FIG. 1 is a first schematic view of the installation of the mechanical connection structure of the exhaust nozzle tail nozzle member of the ceramic matrix composite according to the present invention. Fig. 2 is an enlarged view of a portion a in fig. 1. FIG. 3 is a second schematic view of the installation of the mechanical connection structure of the exhaust nozzle tail nozzle member of the ceramic matrix composite according to the present invention. Fig. 4 is an enlarged view of a portion B in fig. 3. FIG. 5 is a schematic view of the fitting installation of a metal fixture block and a tail spray member installation groove in the ceramic matrix composite exhaust nozzle tail spray member of the present invention.

As shown in fig. 1 to 5, the invention discloses a ceramic matrix composite exhaust nozzle tail nozzle component, which comprises a tail nozzle component main body 10, a plurality of U-shaped metal cutting sleeves 20 and a mounting flange 30. A plurality of mounting grooves 11 distributed along the axial direction are arranged in the front edge area of the mounting end of the tail spray member main body 10, a metal fixture block 12 with a corresponding shape is arranged in each mounting groove 11, and the metal fixture block 12 is in contact fit with the mounting groove 11, so that the mounting groove 11 limits the displacement component of the metal fixture block 12 along the axial forward direction (i.e. the axial forward direction of the engine) through contact constraint.
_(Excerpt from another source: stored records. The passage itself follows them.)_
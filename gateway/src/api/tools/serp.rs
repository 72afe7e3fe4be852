//! SERP tools: serp-analysis, serp-features and rank-tracking.

use std::sync::Arc;

use axum::extract::State;
use axum::response::Response;
use axum::Json;
use futures_util::future::join_all;
use serde::Deserialize;
use serde_json::{json, Value};

use super::{default_language, default_location, parse_input, run_tool};
use crate::error::Result;
use crate::provider::{self, DataForSeoClient};
use crate::AppState;

/// Marker used when a keyword has no match within the queried SERP depth.
const NOT_RANKING: &str = "Not in top 100";

#[derive(Debug, Deserialize)]
struct SerpRequest {
    keyword: String,
    #[serde(default = "default_location")]
    location: u64,
    #[serde(default = "default_language")]
    language: String,
}

/// POST /api/tools/serp-analysis
pub(super) async fn serp_analysis(
    State(state): State<Arc<AppState>>,
    Json(body): Json<Value>,
) -> Response {
    run_tool("serp-analysis", async move {
        let input: SerpRequest = parse_input(body)?;
        tracing::info!("Analyzing SERP for keyword: {}", input.keyword);

        let response = state
            .provider
            .post_tasks(
                "serp/google/organic/live/advanced",
                &json!([{
                    "keyword": &input.keyword,
                    "location_code": input.location,
                    "language_code": &input.language,
                    "device": "desktop",
                    "calculate_rectangles": true,
                }]),
            )
            .await?;

        let result = provider::first_result(&response);
        let organic_results: Vec<Value> = provider::result_items(&response)
            .iter()
            .filter(|item| item["type"] == "organic")
            .take(10)
            .map(|item| {
                json!({
                    "position": item["rank_group"],
                    "title": item["title"],
                    "url": item["url"],
                    "description": item["description"],
                    "domain": item["domain"],
                })
            })
            .collect();

        Ok(json!({
            "keyword": input.keyword,
            "location": input.location,
            "total_results": result["items_count"].as_u64().unwrap_or(0),
            "organic_results": organic_results,
        }))
    })
    .await
}

/// POST /api/tools/serp-features
pub(super) async fn serp_features(
    State(state): State<Arc<AppState>>,
    Json(body): Json<Value>,
) -> Response {
    run_tool("serp-features", async move {
        let input: SerpRequest = parse_input(body)?;
        tracing::info!("Extracting SERP features for keyword: {}", input.keyword);

        let response = state
            .provider
            .post_tasks(
                "serp/google/organic/live/advanced",
                &json!([{
                    "keyword": &input.keyword,
                    "location_code": input.location,
                    "language_code": &input.language,
                    "device": "desktop",
                    "people_also_ask_click_depth": 1,
                }]),
            )
            .await?;

        let items = provider::result_items(&response);
        Ok(extract_features(&input.keyword, &items))
    })
    .await
}

/// Pick the SERP feature payloads out of a mixed item list.
fn extract_features(keyword: &str, items: &[Value]) -> Value {
    let first_of = |kind: &str| {
        items
            .iter()
            .find(|item| item["type"] == kind)
            .cloned()
            .unwrap_or(Value::Null)
    };

    let paid_results: Vec<Value> = items
        .iter()
        .filter(|item| item["type"] == "paid")
        .cloned()
        .collect();

    let people_also_ask: Vec<Value> = items
        .iter()
        .find(|item| item["type"] == "people_also_ask")
        .and_then(|item| item["items"].as_array().cloned())
        .unwrap_or_default();

    let mut features: Vec<String> = Vec::new();
    for item in items {
        if let Some(kind) = item["type"].as_str() {
            if kind != "organic" && !features.iter().any(|f| f == kind) {
                features.push(kind.to_string());
            }
        }
    }

    json!({
        "keyword": keyword,
        "features": features,
        "featured_snippet": first_of("featured_snippet"),
        "knowledge_graph": first_of("knowledge_graph"),
        "paid_results": paid_results,
        "people_also_ask": people_also_ask,
    })
}

#[derive(Debug, Deserialize)]
struct RankTrackingRequest {
    domain: String,
    keywords: Vec<String>,
    #[serde(default = "default_location")]
    location: u64,
    #[serde(default = "default_language")]
    language: String,
}

struct RankHit {
    position: u64,
    url: Value,
    title: Value,
}

/// First item whose url or domain contains the target domain, with its
/// 1-based rank.
fn find_ranking(items: &[Value], domain: &str) -> Option<RankHit> {
    for (idx, item) in items.iter().enumerate() {
        let url_match = item["url"].as_str().is_some_and(|url| url.contains(domain));
        let domain_match = item["domain"].as_str().is_some_and(|d| d.contains(domain));
        if url_match || domain_match {
            return Some(RankHit {
                position: item["rank_group"].as_u64().unwrap_or(idx as u64 + 1),
                url: item["url"].clone(),
                title: item["title"].clone(),
            });
        }
    }
    None
}

async fn keyword_ranking(
    provider: &DataForSeoClient,
    domain: &str,
    keyword: &str,
    location: u64,
    language: &str,
) -> Result<Option<RankHit>> {
    let response = provider
        .post_tasks(
            "serp/google/organic/live/advanced",
            &json!([{
                "keyword": keyword,
                "location_code": location,
                "language_code": language,
                "device": "desktop",
                "depth": 100,
            }]),
        )
        .await?;

    Ok(find_ranking(&provider::result_items(&response), domain))
}

/// POST /api/tools/rank-tracking
pub(super) async fn rank_tracking(
    State(state): State<Arc<AppState>>,
    Json(body): Json<Value>,
) -> Response {
    run_tool("rank-tracking", async move {
        let input: RankTrackingRequest = parse_input(body)?;
        tracing::info!(
            "Tracking {} keywords for domain: {}",
            input.keywords.len(),
            input.domain
        );

        // One SERP lookup per keyword, issued concurrently. join_all keeps
        // the outcomes in input order regardless of completion order.
        let lookups = input.keywords.iter().map(|keyword| {
            keyword_ranking(
                &state.provider,
                &input.domain,
                keyword,
                input.location,
                &input.language,
            )
        });
        let outcomes = join_all(lookups).await;

        let mut rankings = Vec::with_capacity(input.keywords.len());
        let mut positions = Vec::new();
        for (keyword, outcome) in input.keywords.iter().zip(outcomes) {
            match outcome {
                Ok(Some(hit)) => {
                    positions.push(hit.position);
                    rankings.push(json!({
                        "keyword": keyword,
                        "position": hit.position,
                        "url": hit.url,
                        "title": hit.title,
                    }));
                }
                Ok(None) => {
                    rankings.push(json!({
                        "keyword": keyword,
                        "position": NOT_RANKING,
                        "url": null,
                        "title": null,
                    }));
                }
                // A single keyword's provider failure does not abort the
                // batch; it is reported on that keyword's row.
                Err(e) => {
                    tracing::warn!(keyword = %keyword, error = %e, "Rank lookup failed");
                    rankings.push(json!({
                        "keyword": keyword,
                        "position": NOT_RANKING,
                        "url": null,
                        "title": null,
                        "error": e.to_string(),
                    }));
                }
            }
        }

        let avg_position = if positions.is_empty() {
            0.0
        } else {
            positions.iter().sum::<u64>() as f64 / positions.len() as f64
        };

        Ok(json!({
            "domain": input.domain,
            "rankings": rankings,
            "summary": {
                "keywords_tracked": input.keywords.len(),
                "keywords_ranking": positions.len(),
                "avg_position": avg_position,
            },
        }))
    })
    .await
}

#[cfg(test)]
mod tests {
    use super::*;

    fn serp_items() -> Vec<Value> {
        vec![
            json!({"type": "organic", "rank_group": 1, "url": "https://other.example/x", "domain": "other.example", "title": "Other"}),
            json!({"type": "organic", "rank_group": 2, "url": "https://another.example/y", "domain": "another.example", "title": "Another"}),
            json!({"type": "organic", "rank_group": 3, "url": "https://example.com/page", "domain": "example.com", "title": "Example"}),
        ]
    }

    #[test]
    fn test_find_ranking_matches_url_or_domain() {
        let hit = find_ranking(&serp_items(), "example.com").unwrap();
        assert_eq!(hit.position, 3);
        assert_eq!(hit.url, "https://example.com/page");
        assert_eq!(hit.title, "Example");

        assert!(find_ranking(&serp_items(), "missing.example").is_none());
    }

    #[test]
    fn test_find_ranking_falls_back_to_index() {
        let items = vec![
            json!({"url": "https://other.example/x"}),
            json!({"url": "https://example.com/y"}),
        ];
        let hit = find_ranking(&items, "example.com").unwrap();
        assert_eq!(hit.position, 2);
    }

    #[test]
    fn test_extract_features() {
        let items = vec![
            json!({"type": "featured_snippet", "title": "Snippet"}),
            json!({"type": "organic", "title": "Plain"}),
            json!({"type": "paid", "title": "Ad 1"}),
            json!({"type": "paid", "title": "Ad 2"}),
            json!({"type": "people_also_ask", "items": [{"title": "Q1"}, {"title": "Q2"}]}),
        ];

        let features = extract_features("rust", &items);
        assert_eq!(features["keyword"], "rust");
        assert_eq!(
            features["features"],
            json!(["featured_snippet", "paid", "people_also_ask"])
        );
        assert_eq!(features["featured_snippet"]["title"], "Snippet");
        assert_eq!(features["knowledge_graph"], Value::Null);
        assert_eq!(features["paid_results"].as_array().unwrap().len(), 2);
        assert_eq!(features["people_also_ask"].as_array().unwrap().len(), 2);
    }
}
U type metal cutting ferrule 20 inserts the corresponding region of mounting groove 11 for metal fixture block 12 buckle in U type metal cutting ferrule 20 one-to-one, the internal surface of U type metal cutting ferrule 20 realizes the contact fit with metal fixture block 12, with this restriction metal fixture block 12 for the mounting groove 11 displacement component on radial direction. Meanwhile, the mounting flange 30 is connected with the U-shaped metal ferrule 20.
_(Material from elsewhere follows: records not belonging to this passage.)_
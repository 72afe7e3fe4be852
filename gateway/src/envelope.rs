//! Uniform response envelope shared by all tool pipelines.

use axum::http::StatusCode;
use axum::response::{IntoResponse, Response};
use axum::Json;
use chrono::{DateTime, SecondsFormat, Utc};
use serde_json::{json, Value};

/// Result of one tool invocation.
///
/// Success or failure, every envelope serializes with the same four top-level
/// fields (`type`, `tool`, `success`, `timestamp`) so consumers can dispatch
/// on `type`/`tool` without per-tool logic. Only the payload field differs:
/// `data` on success, `error` on failure.
pub enum Envelope {
    Success {
        tool: &'static str,
        data: Value,
        at: DateTime<Utc>,
    },
    Failure {
        tool: &'static str,
        error: String,
        at: DateTime<Utc>,
    },
}

impl Envelope {
    pub fn success(tool: &'static str, data: Value) -> Self {
        Envelope::Success {
            tool,
            data,
            at: Utc::now(),
        }
    }

    pub fn failure(tool: &'static str, error: impl Into<String>) -> Self {
        Envelope::Failure {
            tool,
            error: error.into(),
            at: Utc::now(),
        }
    }

    pub fn to_json(&self) -> Value {
        match self {
            Envelope::Success { tool, data, at } => json!({
                "type": "result",
                "tool": tool,
                "success": true,
                "data": data,
                "timestamp": at.to_rfc3339_opts(SecondsFormat::Millis, true),
            }),
            Envelope::Failure { tool, error, at } => json!({
                "type": "error",
                "tool": tool,
                "success": false,
                "error": error,
                "timestamp": at.to_rfc3339_opts(SecondsFormat::Millis, true),
            }),
        }
    }
}

impl IntoResponse for Envelope {
    fn into_response(self) -> Response {
        let status = match self {
            Envelope::Success { .. } => StatusCode::OK,
            Envelope::Failure { .. } => StatusCode::INTERNAL_SERVER_ERROR,
        };
        (status, Json(self.to_json())).into_response()
    }
}

#[cfg(test)]
mod tests {
    use super::*;

    #[test]
    fn test_success_envelope_shape() {
        let body = Envelope::success("serp-analysis", json!({"keyword": "rust"})).to_json();
        assert_eq!(body["type"], "result");
        assert_eq!(body["tool"], "serp-analysis");
        assert_eq!(body["success"], true);
        assert_eq!(body["data"]["keyword"], "rust");
        assert!(body["timestamp"].is_string());
        assert!(body.get("error").is_none());
    }

    #[test]
    fn test_failure_envelope_shape() {
        let body = Envelope::failure("rank-tracking", "connection refused").to_json();
        assert_eq!(body["type"], "error");
        assert_eq!(body["tool"], "rank-tracking");
        assert_eq!(body["success"], false);
        assert_eq!(body["error"], "connection refused");
        assert!(body["timestamp"].is_string());
        assert!(body.get("data").is_none());
    }
}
Preferably, the front edge area of the mounting end of the tail spraying member main body 10 is further provided with a plurality of U-shaped metal reinforcing grooves 13, the U-shaped metal reinforcing grooves 13 are respectively and correspondingly arranged between two adjacent mounting grooves 11, and two ends of each U-shaped metal reinforcing groove 13 are in contact fit with U-shaped metal cutting sleeves 20 at the corresponding mounting grooves 11. The U-shaped metal reinforcing groove 13 here may preferably be provided with bosses 131 at both ends thereof, while the U-shaped metal ferrule 20 is provided with grooves 21 at both sides thereof, and through the corresponding contact fit of the bosses 131 and the grooves 21, the circumferential end faces of the bosses 131 and the circumferential end faces of the grooves 21 are left with gaps in the room temperature installation state. The purpose of the arrangement is to eliminate the thermal deformation mismatch between the front edge area of the mounting end of the tail spraying component main body and the U-shaped metal clamping sleeve and the U-shaped metal reinforcing groove in the circumferential direction. The U-shaped metal reinforcing grooves 13 can increase the deformation rigidity of the front edge of the opening of the mounting end of the tail spray component main body 10 and fill gaps between adjacent U-shaped metal clamping sleeves 20.
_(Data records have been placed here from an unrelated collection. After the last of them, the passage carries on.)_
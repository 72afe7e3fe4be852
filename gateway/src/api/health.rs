//! Health check endpoint.

use std::sync::Arc;

use axum::extract::State;
use axum::routing::get;
use axum::{Json, Router};
use chrono::{SecondsFormat, Utc};
use serde_json::{json, Value};

use super::tools::TOOLS;
use crate::{AppState, SERVICE_NAME, VERSION};

/// GET /health - liveness and readiness descriptor.
///
/// Missing provider credentials are reported here rather than preventing
/// startup.
async fn health(State(state): State<Arc<AppState>>) -> Json<Value> {
    Json(json!({
        "status": "OK",
        "service": SERVICE_NAME,
        "version": VERSION,
        "sse_endpoint": "/sse",
        "mcp_info": "/mcp/info",
        "tools_available": TOOLS.len(),
        "dataforseo_configured": state.provider.is_configured(),
        "timestamp": Utc::now().to_rfc3339_opts(SecondsFormat::Millis, true),
    }))
}

pub fn router(state: Arc<AppState>) -> Router {
    Router::new().route("/health", get(health)).with_state(state)
}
Further, a slot 22 is provided at the lower end of the U-shaped metal ferrule 20, and the metal latch 12 is inserted into the slot 22, and is fitted to the inner surface of the U-shaped metal ferrule 20, and covers the mounting groove 11 and the edge area thereof. Meanwhile, the front end of the metal fixture block 12 passes through the matching through hole on the U-shaped metal clamping sleeve 20 and protrudes, and the metal fixture block 12 is fixed through the fastening part.

Preferably, the front end of the metal fixture block 12 is provided with a threaded post 121, and the fastening member is preferably a tightening nut 40, and the tightening nut 40 is in threaded engagement with the threaded post 121. Thus, the application of installation pretightening force among the metal clamping block 12, the U-shaped metal clamping sleeve 20 and the installation groove 11 and the mechanical connection among the three can be realized by matching and screwing the nut 40.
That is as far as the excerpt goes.